On Thu, Mar 13, 2014 at 3:57 PM, Jeff Layton <jlayton@xxxxxxxxxx> wrote:
> On Thu, 13 Mar 2014 10:35:59 -0500
> Shirish Pargaonkar <shirishpargaonkar@xxxxxxxxx> wrote:
>
>> On Wed, Mar 12, 2014 at 2:04 PM, Jeff Layton <jlayton@xxxxxxxxxx> wrote:
>> > On Wed, 12 Mar 2014 12:38:02 -0500
>> > Shirish Pargaonkar <shirishpargaonkar@xxxxxxxxx> wrote:
>> >
>> >> On Tue, Nov 19, 2013 at 2:59 PM, Jeff Layton <jlayton@xxxxxxxxxx> wrote:
>> >> > On Tue, 19 Nov 2013 10:33:33 -0600
>> >> > shirishpargaonkar@xxxxxxxxx wrote:
>> >> >
>> >> >> From: Shirish Pargaonkar <shirishpargaonkar@xxxxxxxxx>
>> >> >>
>> >> >>
>> >> >> Allow cifs mounts for a prefixpath with intermediate paths without access,
>> >> >> so as to continue with the shared superblock model.
>> >> >>
>> >> >> For the intermediate path entries that do not allow access, create "placeholder"
>> >> >> inodes and instantiate dentries with those inodes.
>> >> >> If and when such a path entry becomes accessible it is filled with correct
>> >> >> info.
>> >> >>
>> >> >
>> >> > I'm unclear on this last bit...
>> >> >
>> >> > How exactly do they end up being filled with the correct info once that
>> >> > happens?
>> >> >
>> >> >> Reference: Samba bugzilla 6950
>> >> >>
>> >> >> Signed-off-by: Shirish Pargaonkar <spargaonkar@xxxxxxxx>
>> >> >>
>> >> >> ---
>> >> >> fs/cifs/cifsfs.c | 17 +++++++++++++++--
>> >> >> fs/cifs/cifsproto.h | 3 +++
>> >> >> fs/cifs/inode.c | 16 ++++++++++++++++
>> >> >> 3 files changed, 34 insertions(+), 2 deletions(-)
>> >> >>
>> >> >> diff --git a/fs/cifs/cifsfs.c b/fs/cifs/cifsfs.c
>> >> >> index 849f613..bce185c 100644
>> >> >> --- a/fs/cifs/cifsfs.c
>> >> >> +++ b/fs/cifs/cifsfs.c
>> >> >> @@ -584,6 +584,9 @@ cifs_get_root(struct smb_vol *vol, struct super_block *sb)
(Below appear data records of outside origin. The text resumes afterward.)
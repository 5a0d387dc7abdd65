//! Errors surfaced to callers of the numeric utility

use core::fmt;

#[derive(Clone, Debug, PartialEq, Eq)]
pub enum NumericError {
    /// `n` was negative or not an integer
    InvalidInput { input: String },
    /// Nearest-palindrome search gave up after `ceiling` offsets
    SearchExhausted { ceiling: u64 },
}

impl fmt::Display for NumericError {
    fn fmt(&self, f: &mut fmt::Formatter<'_>) -> fmt::Result {
        match self {
            Self::InvalidInput { input } => write!(
                f,
                "please enter a valid non-negative integer (got {input:?})"
            ),
            Self::SearchExhausted { ceiling } => write!(
                f,
                "gap too large: no palindrome within {ceiling} of the value"
            ),
        }
    }
}

impl std::error::Error for NumericError {}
>> >> >> char *full_path = NULL;
>> >> >> char *s, *p;
>> >> >> char sep;
>> >> >> + struct inode *dir, *phinode;
>> >> >> + struct dentry *child;
>> >> >> + struct cifs_fattr phfattr;
>> >> >>
>> >> >> full_path = cifs_build_path_to_root(vol, cifs_sb,
>> >> >> cifs_sb_master_tcon(cifs_sb));
>> >> >> @@ -592,13 +595,13 @@ cifs_get_root(struct smb_vol *vol, struct super_block *sb)
>> >> >>
>> >> >> cifs_dbg(FYI, "Get root dentry for %s\n", full_path);
>> >> >>
>> >> >> + fill_phfattr(&phfattr, sb);
>> >> >
>> >> > Hmmm...so this function sets up a cifs_fattr struct, including the
>> >> > cf_uniqueid...which won't be very unique when you reuse that struct
>> >> > several times in the do...while loop below. Don't you need to call it
>> >> > again after you use it once?
>> >> >
>> >> >> sep = CIFS_DIR_SEP(cifs_sb);
>> >> >> dentry = dget(sb->s_root);
>> >> >> p = s = full_path;
>> >> >>
>> >> >> do {
>> >> >> - struct inode *dir = dentry->d_inode;
>> >> >> - struct dentry *child;
>> >> >> + dir = dentry->d_inode;
>> >> >>
>> >> >> if (!dir) {
>> >> >> dput(dentry);
>> >> >> @@ -626,6 +629,16 @@ cifs_get_root(struct smb_vol *vol, struct super_block *sb)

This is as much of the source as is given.